The Trifid Cipher was invented in 1901 following publication of the Bifid Cipher. It extends the Bifid Cipher into a third dimension which consequently achieves fractionation that sees each ciphertext character dependent on three plaintext characters. Further information about the Trifid Cipher and example of the encryption methodology can be found here. As the Trifid Cipher requires 27 ciphertext letters, the full-stop was used for the additional character like in the reference material.

Since the Somerton Man code did not contain any characters beyond the traditional English Alphabet, the Trifid Cipher mechanism could not be trivially discounted. Testing therefore followed the same procedure as the Bifid Cipher; a known plaintext was encoded and the resultant ciphertext was letter frequency analysed and compared to the Somerton Man code. The relative frequency of each English Alphabet letter is shown in the graph below, with the “Dot” letter representing the 27th ciphertext character.

The Trifid Cipher shows an approximately even distribution across all ciphertext letters. The Somerton Man code in comparison is sporadic, with the proportion of letters “A”, “B”, “M” and “T” much larger. From these results it was decided that the Trifid Cipher had not been used to generate the Somerton Man code however as was the case with the Bifid Cipher, the small sample size of the Somerton Man code prevents a definitive conclusion being reached.

Cipher GUI

For the purposes of investigating ciphers for the Cipher Cross-off List, large amounts of code have been written by both project team members with the function of encrypting and decrypting text. Rather than let this code fall into disuse once the tests are complete, creation of a graphical user interface (GUI) has been proposed. The GUI will have a list of ciphers to choose from and the option to encrypt or decrypt user-inputted text. The Cipher GUI will also be designed to have developmental tools integrated into it to assist in the analysis of data encryption results. More information can be see in the Work for Remainder of Project section.

The Cipher GUI is currently in the early stages of development. A prototype implementing the Alphabet Reversal Cipher is shown below.

Work for Remainder of Project

Web Crawler and Pattern Matcher

Web Crawler

Given the complexity involved in web crawlers and the current progress being limited to research of implementation options, there is much work still to do in regards to the web crawler.

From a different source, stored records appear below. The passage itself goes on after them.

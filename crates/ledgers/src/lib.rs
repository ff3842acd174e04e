//! `mtp-ledgers`: ledger adapters behind one uniform capability.
//!
//! The coordinator only sees [`LedgerAdapter`]; each backend translates the
//! generic operations into its native commands through a narrow transport
//! trait, so real clients and the simulated nodes are interchangeable.

pub mod adapter;
pub mod elements;
pub mod iroha;
pub mod registry;

pub use adapter::{
    AdapterError, AssetRef, LedgerAdapter, LedgerKind, LedgerReceipt, ProvisionedAccount,
    TransportError,
};
pub use elements::{ElementsAdapter, ElementsSettings, SimulatedElements};
pub use iroha::{IrohaAdapter, IrohaSettings, SimulatedIroha};
pub use registry::{AdapterRegistry, RegisteredLedger};
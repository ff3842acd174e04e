// Operator tooling for the multi-ledger platform

use std::path::PathBuf;
use std::sync::Arc;

use anyhow::{Context, bail};
use clap::{Parser, Subcommand};

use mtp_core::{Amount, GlobalId, Ledger};
use mtp_infra::config::PlatformConfig;
use mtp_infra::{
    Coordinator, FileOutOfSyncLog, InMemoryOutOfSyncLog, OutOfSyncLog, SqliteStore,
};
use mtp_ledgers::{
    AdapterRegistry, ElementsAdapter, IrohaAdapter, LedgerAdapter, SimulatedElements, SimulatedIroha,
};
use mtp_observability::TracingOptions;

#[derive(Parser)]
#[command(name = "mtp")]
#[command(about = "Multi-ledger transaction platform", long_about = None)]
struct Cli {
    #[command(subcommand)]
    command: Commands,

    /// TOML config file; built-in defaults when omitted
    #[arg(short, long, global = true)]
    config: Option<PathBuf>,

    /// Enable verbose logging
    #[arg(short, long, global = true)]
    verbose: bool,
}

#[derive(Subcommand)]
enum Commands {
    /// Drop all bookkeeping data and recreate the schema
    Rebuild,

    /// Print the effective configuration
    Config,

    /// Run create/mint/transfer against simulated ledgers and print the result
    Demo {
        /// Amount minted to alice on every ledger
        #[arg(long, default_value = "50")]
        alice_mint: Amount,

        /// Amount minted to bob on every ledger
        #[arg(long, default_value = "15")]
        bob_mint: Amount,

        /// Amount alice sends to bob on every ledger
        #[arg(long, default_value = "5.5")]
        transfer: Amount,
    },
}

#[tokio::main]
async fn main() -> anyhow::Result<()> {
    let cli = Cli::parse();
    let config = PlatformConfig::load(cli.config.as_deref()).context("failed to load configuration")?;

    let mut tracing_options = TracingOptions {
        filter: config.logging.filter.clone(),
        json: config.logging.json,
    };
    if cli.verbose {
        tracing_options.filter = "debug".to_string();
    }
    mtp_observability::init(&tracing_options);

    match cli.command {
        Commands::Rebuild => rebuild(&config).await,
        Commands::Config => {
            print!("{}", toml::to_string_pretty(&config)?);
            Ok(())
        }
        Commands::Demo {
            alice_mint,
            bob_mint,
            transfer,
        } => demo(&config, [alice_mint, bob_mint], transfer).await,
    }
}

async fn rebuild(config: &PlatformConfig) -> anyhow::Result<()> {
    let ledgers = config.ledgers();
    let store = SqliteStore::open(&config.database, &ledgers)
        .await
        .with_context(|| format!("failed to open {}", config.database.url))?;
    store.rebuild(&ledgers).await?;
    tracing::info!(url = %config.database.url, ledgers = ledgers.len(), "bookkeeping store rebuilt");
    Ok(())
}

/// One simulated node per configured ledger, picked by ledger name.
fn simulated_adapters(config: &PlatformConfig) -> anyhow::Result<AdapterRegistry> {
    let mut registry = AdapterRegistry::new();
    for ledger in config.ledgers() {
        let adapter: Arc<dyn LedgerAdapter> = match ledger.name.to_ascii_lowercase().as_str() {
            "iroha" => {
                let node = Arc::new(SimulatedIroha::new(&config.iroha));
                Arc::new(IrohaAdapter::new(node, config.iroha.clone()))
            }
            "elements" => {
                let node = Arc::new(SimulatedElements::new(&config.elements));
                Arc::new(ElementsAdapter::new(node, config.elements.clone()))
            }
            other => bail!("no simulator for ledger {other:?}"),
        };
        registry.register(ledger, adapter);
    }
    Ok(registry)
}

async fn demo(config: &PlatformConfig, mints: [Amount; 2], transfer: Amount) -> anyhow::Result<()> {
    let ledgers: Vec<Ledger> = config.ledgers();
    let store = SqliteStore::open(&config.database, &ledgers)
        .await
        .with_context(|| format!("failed to open {}", config.database.url))?;
    // Simulated ledgers start empty, so the bookkeeping store must too.
    store.rebuild(&ledgers).await?;

    let journal: Arc<dyn OutOfSyncLog> = match &config.out_of_sync_log {
        Some(path) => Arc::new(FileOutOfSyncLog::new(path)),
        None => Arc::new(InMemoryOutOfSyncLog::new()),
    };
    let coordinator = Coordinator::new(
        Arc::new(store),
        Arc::new(simulated_adapters(config)?),
        journal,
        config.coordinator.clone(),
    )
    .await?;

    let alice = coordinator.create_account_everywhere("alice").await?;
    let bob = coordinator.create_account_everywhere("bob").await?;
    for created in [&alice, &bob] {
        println!("{}", serde_json::to_string_pretty(created)?);
    }

    for ledger in &ledgers {
        let ledger_id = ledger.ledger_id;
        for ((name, global_id), amount) in [("alice", alice.global_id), ("bob", bob.global_id)].into_iter().zip(mints) {
            let minted = coordinator.mint(ledger_id, global_id, amount).await?;
            println!(
                "{}: minted {} to {} (GlobalTxID {}, ledger tx {})",
                ledger.name, amount, name, minted.global_tx_id, minted.local_tx_id
            );
        }
        let moved = coordinator
            .transfer(ledger_id, alice.global_id, bob.global_id, transfer, "demo")
            .await?;
        println!(
            "{}: alice sent {} to bob (GlobalTxID {}, ledger tx {})",
            ledger.name, transfer, moved.global_tx_id, moved.local_tx_id
        );
    }

    print_balances(&coordinator, &ledgers, &[("alice", alice.global_id), ("bob", bob.global_id)]).await?;

    let report = coordinator.reporter().report().await?;
    println!("{}", serde_json::to_string_pretty(&report)?);
    if !report.is_clean() {
        bail!("reconciliation found discrepancies");
    }
    Ok(())
}

async fn print_balances(
    coordinator: &Coordinator<SqliteStore>,
    ledgers: &[Ledger],
    users: &[(&str, GlobalId)],
) -> anyhow::Result<()> {
    for (name, global_id) in users {
        for ledger in ledgers {
            let balance = coordinator.balance(*global_id, ledger.ledger_id).await?;
            println!("{name:<8} {:<10} {balance:>12}", ledger.name);
        }
    }
    Ok(())
}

Continued work on the web crawler will coincide with the planned schedule. Following the mid-year exam period work on an implementation will commence. This will use the investigation of the 2010 web crawler in addition to the research conducted into potential implementations. An active "well-behaved" web crawler requires behaviour that abides by the “robots.txt” protocol. A protocal that specifies what content web crawlers are able to retrieve from websites. Failure to do so could result in litigation. As such, it is the current intention of the project team to utilise existing software that adheres to “robots.txt”.

Potential software includes the HTTrack program used by the 2010 Project group. The mirroring component of its behaviour is undesirable however since the source code for the program is freely available, the unwanted component of the program can be removed and other behaviour manipulated as required. In addition to HTTrack, other software will be further investigated before a final decision is made.

Compatibility between the web crawler and text analysis algorithms has already been discussed by the 2011 project team to avoid a conflict such as the one that occurred in 2010. Currently there is no concern, however this will be considered when deciding on a web crawler implementation option to ease the integration of the two systems into a single interface.